S P I E-International Society for Optical Engineering
Abstract:
The surface plasmon resonance reflectance changes measured with a circularly polarized ellipsometry and an electrochemical impedance spectroscopy were identified to be able to characterize the critical roles of biomolecules for vastly different biological functions and processes. Throughout the course of this study, interferon-gamma (IFN-γ) was chosen as the biomarker to test and to verify the performance of this newly developed system for Tuberculosis detection. The interactions of IFN-γ with immobilized anti-IFN-γ antibody at various concentrations were interrogated both optically and electrochemically. A semi-conductive linker bis-thiophene was thiolated to ensure the cross-linked monoclonal human IFN-γ antibody got self-assembled onto the gold thin film and form a label-free biosensor. The functional features of the bis-thiophene coated-gold film were characterized by cyclic voltammetry and impedance spectroscopy methods. The association of IFN-γ to the bis-thiophene bridging units via antibody-antigen interactions provided the basis for ultrasensitive detection of IFN-γ by tracking the conformation changes in surface-bound protein molecules.

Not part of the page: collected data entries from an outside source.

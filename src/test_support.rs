//! Test support for driving slate source through both engines.
//!
//! Every run captures `print` output in a buffer, so tests can assert on
//! printed text as well as on the program's result. The `*_both` helpers
//! run the interpreter and the compiled backend side by side and fail
//! when their observable behavior differs.

use crate::ast::{Expr, ExprKind, Program};
use crate::codegen::{compile, Unit, Vm};
use crate::config::{Config, Output};
use crate::eval::{EvalError, Interpreter};
use crate::parser::{parse, Parser};
use crate::value::Value;
use crate::Mode;

// ============================================================================
// Pipeline Inspection
// ============================================================================

/// Parse a program and return the resolved AST
pub fn parse_program(input: &str) -> Result<Program, String> {
    parse(input, "<test>").map_err(|e| format!("Parse error: {e}"))
}

/// Parse a single expression, without scope resolution
pub fn parse_expr(input: &str) -> Result<Expr, String> {
    let mut parser = Parser::new(input, "<test>").map_err(|e| format!("Parse error: {e}"))?;
    parser.parse_expr().map_err(|e| format!("Parse error: {e}"))
}

pub fn compile_program(input: &str) -> Result<Unit, String> {
    let program = parse_program(input)?;
    compile(&program).map_err(|e| format!("Lowering error: {e}"))
}

/// Disassembly of a program's compiled form
pub fn disassemble(input: &str) -> Result<String, String> {
    compile_program(input).map(|unit| unit.disassemble())
}

// ============================================================================
// Running Programs
// ============================================================================

/// Result and printed output of one run
#[derive(Debug)]
pub struct Outcome {
    pub result: Result<Value, EvalError>,
    pub output: String,
}

/// Run `input` in `mode`; panics if it does not parse or lower
pub fn run_with(input: &str, mode: Mode, config: Config) -> Outcome {
    let program = parse_program(input).unwrap_or_else(|e| panic!("{e}\nsource:\n{input}"));
    let (output, buffer) = Output::buffer();
    let config = config.with_output(output);
    let result = match mode {
        Mode::Interpret => Interpreter::new(config).run(&program),
        Mode::Compile => {
            let unit = compile(&program).unwrap_or_else(|e| panic!("Lowering error: {e}"));
            Vm::new(config).run(&unit)
        }
    };
    let output = buffer.borrow().clone();
    Outcome { result, output }
}

pub fn run_interpreted(input: &str) -> Outcome {
    run_with(input, Mode::Interpret, Config::default())
}

pub fn run_compiled(input: &str) -> Outcome {
    run_with(input, Mode::Compile, Config::default())
}

/// Run in both engines and assert they agree
pub fn run_both(input: &str) -> Outcome {
    run_both_with(input, Config::default())
}

pub fn run_both_with(input: &str, config: Config) -> Outcome {
    let interpreted = run_with(input, Mode::Interpret, config.clone());
    let compiled = run_with(input, Mode::Compile, config);
    assert!(
        outcomes_agree(&interpreted, &compiled),
        "Engines disagree for:\n{input}\nInterpreted: {interpreted:?}\nCompiled: {compiled:?}"
    );
    interpreted
}

// ============================================================================
// Value Comparison and Assertions
// ============================================================================

/// Equality across engines: functions match by name, NaN matches NaN,
/// sequences and mappings compare element-wise
pub fn same_value(a: &Value, b: &Value) -> bool {
    match (a, b) {
        (Value::Function(x), Value::Function(y)) => x.name() == y.name(),
        (Value::F64(x), Value::F64(y)) if x.is_nan() && y.is_nan() => true,
        (Value::F32(x), Value::F32(y)) if x.is_nan() && y.is_nan() => true,
        (Value::Seq(xs), Value::Seq(ys)) => {
            xs.len() == ys.len() && xs.iter().zip(ys.iter()).all(|(x, y)| same_value(x, y))
        }
        (Value::Map(xs), Value::Map(ys)) => {
            xs.len() == ys.len()
                && xs
                    .iter()
                    .zip(ys.iter())
                    .all(|((kx, x), (ky, y))| kx == ky && same_value(x, y))
        }
        _ => a == b,
    }
}

/// Same printed output, and the same value or the same error message
pub fn outcomes_agree(a: &Outcome, b: &Outcome) -> bool {
    a.output == b.output
        && match (&a.result, &b.result) {
            (Ok(x), Ok(y)) => same_value(x, y),
            (Err(x), Err(y)) => x.to_string() == y.to_string(),
            _ => false,
        }
}

/// Value of a program in both engines; panics on any error
pub fn eval_both(input: &str) -> Value {
    match run_both(input).result {
        Ok(value) => value,
        Err(e) => panic!("Evaluation failed for:\n{input}\nError: {e:?}"),
    }
}

pub fn assert_eval_value(input: &str, expected: Value) {
    let actual = eval_both(input);
    assert!(
        same_value(&actual, &expected),
        "Value mismatch for:\n{input}\nExpected: {expected:?}\nActual: {actual:?}"
    );
}

pub fn assert_eval_int(input: &str, expected: i64) {
    assert_eval_value(input, Value::I64(expected));
}

pub fn assert_eval_bool(input: &str, expected: bool) {
    assert_eval_value(input, Value::Bool(expected));
}

/// Assert both engines fail and the error satisfies `check`
pub fn assert_eval_error<F>(input: &str, check: F) -> EvalError
where
    F: Fn(&EvalError) -> bool,
{
    match run_both(input).result {
        Ok(v) => panic!("Expected error for:\n{input}\nBut got value: {v:?}"),
        Err(e) => {
            assert!(check(&e), "Error mismatch for:\n{input}\nActual error: {e:?}");
            e
        }
    }
}

/// Printed output of a program, checked in both engines
pub fn output_of(input: &str) -> String {
    let outcome = run_both(input);
    if let Err(e) = &outcome.result {
        panic!("Evaluation failed for:\n{input}\nError: {e:?}");
    }
    outcome.output
}

// ============================================================================
// AST Inspection Helpers
// ============================================================================

pub fn expr_matches<F>(input: &str, predicate: F) -> bool
where
    F: FnOnce(&ExprKind) -> bool,
{
    match parse_expr(input) {
        Ok(expr) => predicate(&expr.node),
        Err(_) => false,
    }
}

// ============================================================================
// Test Macros
// ============================================================================

/// Assert a program evaluates to an `i64` in both engines
#[macro_export]
macro_rules! assert_evals_to_int {
    ($input:expr, $expected:expr) => {
        $crate::test_support::assert_eval_int($input, $expected)
    };
}

#[macro_export]
macro_rules! assert_evals_to_bool {
    ($input:expr, $expected:expr) => {
        $crate::test_support::assert_eval_bool($input, $expected)
    };
}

The phase shift can be attributed to the average thickness and the real-time index of refraction of the protein layer in different protein layer. Experimental results obtained by impedance spectroscopy and by phase-interrogation SPR showed linear dynamic range. Our experimental results verified that an increase in the concentration of the IFN-γ usually accompanied by phase increase in SPR and an impedance decrease in EIS. These results indicated that our newly developed integrated biosensing system can potentially provide new insight into various conjugate phenomena and interfacial processes for observing molecular conformation changes.